采样区域表层水中OCPs的浓度范围分别为2.02~20.14ng/L、1.43~5.78ng/L,主要成分为DDT。β-BHC、a-BHC是HCHs的优势组分;4,4-DDE在DDTs中为主。沉积物中OCPs的浓度范围为1.71~21.95ng/gdw,HCHs与DDTs的浓度相当,其中a-BHC、β-BHC、4,4-DDD为主要优势组分。环境污染程度为PAHs:青浦2>青浦3>青浦1,OCPs:青浦3>青浦2>青浦1,这种污染程度和生物体的测定结果基本一致。利用不同化合物的浓度比,对水相和沉积物中PAHs的来源进行初步解析,发现水相污染主要来自于石油和木柴、煤燃烧的混合污染型;而沉积物中PAHs的来源主要为高温燃烧源。

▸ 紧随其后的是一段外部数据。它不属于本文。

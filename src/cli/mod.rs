//! Command-line parsing for the continuum smoother.
//!
//! The goal of this module is to keep **argument parsing** and **command dispatch**
//! separate from the fitting code.

use std::path::PathBuf;

use clap::{Parser, Subcommand};

use crate::domain::{BlendWeighting, DEFAULT_BLEND_WIDTH, DEFAULT_ORDER, LookupMode, TrailingRescale};

/// Top-level CLI.
#[derive(Debug, Parser)]
#[command(
    name = "tellfit",
    version,
    about = "Smooth a telluric-corrected spectrum with Chebyshev continuum fits"
)]
pub struct Cli {
    #[command(subcommand)]
    pub command: Command,
}

/// CLI subcommands.
#[derive(Debug, Subcommand)]
pub enum Command {
    /// Fit the continuum between telluric ranges and write the smoothed spectrum.
    Fit(FitArgs),
    /// Write a synthetic telluric-corrected spectrum.
    Synth(SynthArgs),
    /// Plot a spectrum file in the terminal.
    Plot(PlotArgs),
}

/// Options for smoothing a spectrum.
#[derive(Debug, Parser, Clone)]
pub struct FitArgs {
    /// Telluric-corrected spectrum (.fits, .json or .csv).
    pub input: PathBuf,

    /// Output spectrum (.fits, .json or .csv).
    pub output: PathBuf,

    /// Plot original, smoothed and unblended spectra instead of writing OUTPUT.
    #[arg(long)]
    pub show: bool,

    /// Chebyshev polynomial order.
    #[arg(long, default_value_t = DEFAULT_ORDER)]
    pub order: usize,

    /// Pixels blended between polynomial and spectrum at each join.
    #[arg(long, default_value_t = DEFAULT_BLEND_WIDTH)]
    pub pixels: usize,

    /// File with one `[low, high]` telluric range per line.
    #[arg(long, value_name = "FILE")]
    pub tellrange: Option<PathBuf>,

    /// How range endpoints are matched to axis samples.
    #[arg(long, value_enum, default_value_t = LookupMode::Exact)]
    pub lookup: LookupMode,

    /// Normalisation of the trailing segment's wavelengths.
    #[arg(long, value_enum, default_value_t = TrailingRescale::AxisSpan)]
    pub trailing_rescale: TrailingRescale,

    /// Weight progression inside a blend window.
    #[arg(long, value_enum, default_value_t = BlendWeighting::Linear)]
    pub blend_weighting: BlendWeighting,

    /// Export per-pixel diagnostics (flux, fitted, unblended) to CSV.
    #[arg(long, value_name = "CSV")]
    pub export: Option<PathBuf>,

    /// Plot width (columns).
    #[arg(long, default_value_t = 100)]
    pub width: usize,

    /// Plot height (rows).
    #[arg(long, default_value_t = 25)]
    pub height: usize,
}

/// Options for generating a synthetic spectrum.
#[derive(Debug, Parser, Clone)]
pub struct SynthArgs {
    /// Output spectrum (.fits, .json or .csv).
    pub output: PathBuf,

    /// Number of pixels.
    #[arg(long, default_value_t = 4000)]
    pub samples: usize,

    /// Random seed.
    #[arg(long, default_value_t = 42)]
    pub seed: u64,

    /// Gaussian noise σ relative to the continuum.
    #[arg(long, default_value_t = 0.01)]
    pub noise: f64,

    /// Wavelength of the first pixel (µm).
    #[arg(long, default_value_t = 0.6)]
    pub start: f64,

    /// Wavelength step per pixel (µm).
    #[arg(long, default_value_t = 0.0001)]
    pub step: f64,

    /// Also write the built-in telluric ranges, snapped onto the generated axis.
    #[arg(long, value_name = "FILE")]
    pub ranges_out: Option<PathBuf>,
}

/// Options for plotting a spectrum file.
#[derive(Debug, Parser)]
pub struct PlotArgs {
    /// Spectrum file (.fits, .json or .csv).
    pub input: PathBuf,

    /// Shade the ranges from this file under the plot.
    #[arg(long, value_name = "FILE")]
    pub tellrange: Option<PathBuf>,

    /// Plot width (columns).
    #[arg(long, default_value_t = 100)]
    pub width: usize,

    /// Plot height (rows).
    #[arg(long, default_value_t = 25)]
    pub height: usize,
}
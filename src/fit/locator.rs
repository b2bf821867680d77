//! Placing exclusion ranges on the wavelength axis.
//!
//! Each range endpoint becomes an axis index. The default is exact lookup: the
//! endpoint must be one of the sampled wavelengths, bit for bit. Picking the
//! closest sample instead would move segment boundaries (and therefore every
//! fit), so it is only done when asked for with `LookupMode::Nearest`.

use crate::domain::{ExclusionRange, LookupMode, SegmentIndexRange};
use crate::error::TransformError;

/// Map every exclusion range to the axis indices of its endpoints.
///
/// The result is checked to be in axis order and non-overlapping.
pub fn locate_ranges(
    axis: &[f64],
    ranges: &[ExclusionRange],
    mode: LookupMode,
) -> Result<Vec<SegmentIndexRange>, TransformError> {
    let mut out: Vec<SegmentIndexRange> = Vec::with_capacity(ranges.len());
    for range in ranges {
        let start = locate_wavelength(axis, range.low, mode)?;
        let end = locate_wavelength(axis, range.high, mode)?;
        if start > end {
            return Err(TransformError::Config(format!(
                "exclusion range {range} runs against the axis direction (index {start} > {end})"
            )));
        }
        if let Some(prev) = out.last() {
            if start < prev.end {
                return Err(TransformError::Config(format!(
                    "exclusion range {range} overlaps or precedes the previous range (index {start} < {})",
                    prev.end
                )));
            }
        }
        log::debug!("exclusion range {range} -> indices [{start}, {end}]");
        out.push(SegmentIndexRange { start, end });
    }
    Ok(out)
}

/// Index of `wavelength` on `axis`.
pub fn locate_wavelength(axis: &[f64], wavelength: f64, mode: LookupMode) -> Result<usize, TransformError> {
    match mode {
        LookupMode::Exact => axis
            .iter()
            .position(|&w| w == wavelength)
            .ok_or(TransformError::Lookup { wavelength }),
        LookupMode::Nearest => nearest_index(axis, wavelength),
    }
}

fn nearest_index(axis: &[f64], wavelength: f64) -> Result<usize, TransformError> {
    if !wavelength.is_finite() {
        return Err(TransformError::Lookup { wavelength });
    }

    let (lo, hi) = axis
        .iter()
        .fold((f64::INFINITY, f64::NEG_INFINITY), |(lo, hi), &w| (lo.min(w), hi.max(w)));
    if !(lo..=hi).contains(&wavelength) {
        return Err(TransformError::Config(format!(
            "wavelength {wavelength} lies outside the axis [{lo}, {hi}]"
        )));
    }

    let mut best = None;
    let mut best_dist = f64::INFINITY;
    for (i, &w) in axis.iter().enumerate() {
        let dist = (w - wavelength).abs();
        if dist < best_dist {
            best = Some(i);
            best_dist = dist;
        }
    }
    best.ok_or(TransformError::Lookup { wavelength })
}

#[cfg(test)]
mod tests {
    use super::*;

    fn axis() -> Vec<f64> {
        (0..100).map(|i| i as f64).collect()
    }

    #[test]
    fn exact_lookup_finds_sampled_endpoints() {
        let ranges = [ExclusionRange::new(40.0, 50.0), ExclusionRange::new(70.0, 75.0)];
        let idx = locate_ranges(&axis(), &ranges, LookupMode::Exact).unwrap();
        assert_eq!(
            idx,
            vec![
                SegmentIndexRange { start: 40, end: 50 },
                SegmentIndexRange { start: 70, end: 75 }
            ]
        );
    }

    #[test]
    fn exact_lookup_rejects_unsampled_endpoint() {
        let ranges = [ExclusionRange::new(40.5, 50.0)];
        let err = locate_ranges(&axis(), &ranges, LookupMode::Exact).unwrap_err();
        assert_eq!(err, TransformError::Lookup { wavelength: 40.5 });
    }

    #[test]
    fn nearest_lookup_snaps_inside_axis() {
        let ranges = [ExclusionRange::new(40.4, 49.6)];
        let idx = locate_ranges(&axis(), &ranges, LookupMode::Nearest).unwrap();
        assert_eq!(idx, vec![SegmentIndexRange { start: 40, end: 50 }]);

        let outside = [ExclusionRange::new(90.0, 120.0)];
        let err = locate_ranges(&axis(), &outside, LookupMode::Nearest).unwrap_err();
        assert!(matches!(err, TransformError::Config(_)));
    }

    #[test]
    fn overlapping_or_reversed_ranges_fail_fast() {
        let overlapping = [ExclusionRange::new(40.0, 50.0), ExclusionRange::new(45.0, 60.0)];
        assert!(matches!(
            locate_ranges(&axis(), &overlapping, LookupMode::Exact),
            Err(TransformError::Config(_))
        ));

        let reversed = [ExclusionRange::new(50.0, 40.0)];
        assert!(matches!(
            locate_ranges(&axis(), &reversed, LookupMode::Exact),
            Err(TransformError::Config(_))
        ));
    }

    #[test]
    fn descending_axis_uses_index_order() {
        let desc: Vec<f64> = (0..20).rev().map(|i| i as f64).collect();
        let ranges = [ExclusionRange::new(15.0, 10.0)];
        let idx = locate_ranges(&desc, &ranges, LookupMode::Exact).unwrap();
        assert_eq!(idx, vec![SegmentIndexRange { start: 4, end: 9 }]);
    }
}
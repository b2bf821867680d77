//! Read/write spectrum files.
//!
//! Three formats, chosen by extension:
//! - `.fits`/`.fit`: 1-D primary image with `CRPIX1`/`CRVAL1`/`CDELT1`
//!   (see `io::fits`). NaN pixels are masked samples.
//! - `.json`: FITS-like header (`crpix1`, `crval1`, `cdelt1`) plus a flux
//!   array; the axis is generated from the linear solution. `null` flux
//!   entries are masked samples.
//! - `.csv`: `wavelength` and `flux` columns. Empty or non-numeric flux cells
//!   are masked samples.
//!
//! Values are written with Rust's shortest round-trip formatting, so an axis
//! read back from a CSV we wrote still matches exclusion endpoints exactly.

use std::collections::HashMap;
use std::fs::File;
use std::path::Path;

use csv::StringRecord;

use crate::domain::{LinearSolution, Spectrum, SpectrumFile, SpectrumHeader};
use crate::error::AppError;
use crate::io::fits::{read_spectrum_fits, write_spectrum_fits};

/// Relative tolerance when deciding whether a CSV axis is linear.
const LINEAR_AXIS_RTOL: f64 = 1e-9;

#[derive(Debug, Clone, Copy, PartialEq, Eq)]
pub enum SpectrumFormat {
    Fits,
    Json,
    Csv,
}

impl SpectrumFormat {
    pub fn from_path(path: &Path) -> Result<Self, AppError> {
        let ext = path
            .extension()
            .and_then(|e| e.to_str())
            .unwrap_or("")
            .to_ascii_lowercase();
        match ext.as_str() {
            "fits" | "fit" => Ok(SpectrumFormat::Fits),
            "json" => Ok(SpectrumFormat::Json),
            "csv" => Ok(SpectrumFormat::Csv),
            other => Err(AppError::new(
                2,
                format!(
                    "Unsupported spectrum file '{}' (extension '.{other}'); expected .fits, .json or .csv",
                    path.display()
                ),
            )),
        }
    }
}

/// Load a spectrum, dispatching on the file extension.
pub fn read_spectrum(path: &Path) -> Result<Spectrum, AppError> {
    let spectrum = match SpectrumFormat::from_path(path)? {
        SpectrumFormat::Fits => read_spectrum_fits(path)?,
        SpectrumFormat::Json => read_spectrum_json(path)?,
        SpectrumFormat::Csv => read_spectrum_csv(path)?,
    };

    if spectrum.is_empty() {
        return Err(AppError::new(3, format!("Spectrum '{}' has no samples.", path.display())));
    }
    let masked = spectrum.flux.iter().filter(|v| !v.is_finite()).count();
    if masked > 0 {
        log::warn!("{masked} of {} flux samples are masked", spectrum.len());
    }
    Ok(spectrum)
}

/// Write a spectrum, dispatching on the file extension.
///
/// `history` is appended to the header history of JSON output; FITS and CSV
/// output do not carry history.
pub fn write_spectrum(path: &Path, spectrum: &Spectrum, history: Option<String>) -> Result<(), AppError> {
    match SpectrumFormat::from_path(path)? {
        SpectrumFormat::Fits => write_spectrum_fits(path, spectrum),
        SpectrumFormat::Json => write_spectrum_json(path, spectrum, history),
        SpectrumFormat::Csv => write_spectrum_csv(path, spectrum),
    }
}

fn read_spectrum_json(path: &Path) -> Result<Spectrum, AppError> {
    let file = File::open(path)
        .map_err(|e| AppError::new(2, format!("Failed to open spectrum JSON '{}': {e}", path.display())))?;
    let parsed: SpectrumFile = serde_json::from_reader(file)
        .map_err(|e| AppError::new(2, format!("Invalid spectrum JSON '{}': {e}", path.display())))?;
    Ok(spectrum_from_file(parsed))
}

/// Build an in-memory spectrum from the JSON schema.
pub fn spectrum_from_file(file: SpectrumFile) -> Spectrum {
    let solution = file.solution();
    let flux: Vec<f64> = file.flux.iter().map(|v| v.unwrap_or(f64::NAN)).collect();
    Spectrum {
        wavelength: solution.axis(flux.len()),
        flux,
        header: Some(SpectrumHeader {
            object: file.object,
            solution,
            history: file.history,
        }),
    }
}

fn write_spectrum_json(path: &Path, spectrum: &Spectrum, history: Option<String>) -> Result<(), AppError> {
    let (object, solution, mut lines) = match &spectrum.header {
        Some(h) => (h.object.clone(), h.solution, h.history.clone()),
        None => (None, infer_linear_solution(&spectrum.wavelength)?, Vec::new()),
    };
    lines.extend(history);

    let out = SpectrumFile {
        object,
        crpix1: solution.reference_pixel,
        crval1: solution.reference_value,
        cdelt1: solution.step,
        flux: spectrum
            .flux
            .iter()
            .map(|&v| if v.is_finite() { Some(v) } else { None })
            .collect(),
        history: lines,
    };

    let file = File::create(path)
        .map_err(|e| AppError::new(2, format!("Failed to create spectrum JSON '{}': {e}", path.display())))?;
    serde_json::to_writer_pretty(file, &out)
        .map_err(|e| AppError::new(2, format!("Failed to write spectrum JSON: {e}")))?;
    Ok(())
}

/// Recover a linear solution from a sampled axis.
///
/// Fails when the axis is not evenly spaced.
pub fn infer_linear_solution(wavelength: &[f64]) -> Result<LinearSolution, AppError> {
    let (first, last) = match (wavelength.first(), wavelength.last()) {
        (Some(&a), Some(&b)) if wavelength.len() >= 2 => (a, b),
        _ => {
            return Err(AppError::new(
                2,
                "At least two samples are needed to describe the axis with CRPIX1/CRVAL1/CDELT1.",
            ));
        }
    };

    let step = (last - first) / (wavelength.len() - 1) as f64;
    let solution = LinearSolution {
        reference_pixel: 0.0,
        reference_value: first,
        step,
    };

    let tol = LINEAR_AXIS_RTOL * step.abs().max(f64::MIN_POSITIVE);
    for (i, &w) in wavelength.iter().enumerate() {
        if (solution.wavelength(i) - w).abs() > tol {
            return Err(AppError::new(
                2,
                format!("Wavelength axis is not linear (sample {i}); write CSV output instead."),
            ));
        }
    }
    Ok(solution)
}

fn read_spectrum_csv(path: &Path) -> Result<Spectrum, AppError> {
    let file = File::open(path)
        .map_err(|e| AppError::new(2, format!("Failed to open spectrum CSV '{}': {e}", path.display())))?;

    let mut reader = csv::ReaderBuilder::new()
        .flexible(true)
        .trim(csv::Trim::All)
        .from_reader(file);

    let headers = reader
        .headers()
        .map_err(|e| AppError::new(2, format!("Failed to read CSV headers: {e}")))?
        .clone();
    let header_map = build_header_map(&headers);

    let wave_idx = *header_map
        .get("wavelength")
        .ok_or_else(|| AppError::new(2, "Missing required column: `wavelength`"))?;
    let flux_idx = *header_map
        .get("flux")
        .ok_or_else(|| AppError::new(2, "Missing required column: `flux`"))?;

    let mut wavelength = Vec::new();
    let mut flux = Vec::new();

    for (idx, result) in reader.records().enumerate() {
        // +2: header is line 1, records are 1-based after it.
        let line = idx + 2;
        let record = result.map_err(|e| AppError::new(2, format!("CSV parse error on line {line}: {e}")))?;

        let w = record
            .get(wave_idx)
            .and_then(|s| s.parse::<f64>().ok())
            .filter(|v| v.is_finite())
            .ok_or_else(|| AppError::new(2, format!("Missing/invalid `wavelength` on line {line}.")))?;

        let f = record
            .get(flux_idx)
            .and_then(|s| s.parse::<f64>().ok())
            .filter(|v| v.is_finite())
            .unwrap_or(f64::NAN);

        wavelength.push(w);
        flux.push(f);
    }

    Ok(Spectrum {
        wavelength,
        flux,
        header: None,
    })
}

fn write_spectrum_csv(path: &Path, spectrum: &Spectrum) -> Result<(), AppError> {
    let mut writer = csv::Writer::from_path(path)
        .map_err(|e| AppError::new(2, format!("Failed to create spectrum CSV '{}': {e}", path.display())))?;

    writer
        .write_record(["wavelength", "flux"])
        .map_err(|e| AppError::new(2, format!("Failed to write spectrum CSV header: {e}")))?;
    for (w, f) in spectrum.wavelength.iter().zip(spectrum.flux.iter()) {
        let flux = if f.is_finite() { f.to_string() } else { String::new() };
        writer
            .write_record([w.to_string(), flux])
            .map_err(|e| AppError::new(2, format!("Failed to write spectrum CSV row: {e}")))?;
    }
    writer
        .flush()
        .map_err(|e| AppError::new(2, format!("Failed to write spectrum CSV: {e}")))?;
    Ok(())
}

fn build_header_map(headers: &StringRecord) -> HashMap<String, usize> {
    headers
        .iter()
        .enumerate()
        .map(|(idx, name)| (normalize_header_name(name), idx))
        .collect()
}

fn normalize_header_name(name: &str) -> String {
    // Spreadsheet exports sometimes prefix the first header with a BOM.
    let name = name.trim().trim_start_matches('\u{feff}');
    name.to_ascii_lowercase()
}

综上所述,上海地区生物体中合成麝香的存在十分普遍,4种主要物质在鱼、虾、螺蛳体内均有富集,富集程度与生活水域中沉积物的污染程度有关;也和生物的种类有关,但与生物体的脂肪含量关系不大。HHCB、AHTN的生物-沉积物迁移指数与DDTs和HCHs接近,明显大于容易生物降解的PAHs。合成麝香的浓度分布特征为多环麝香大于硝基麝香,HHCB是主要的污染物。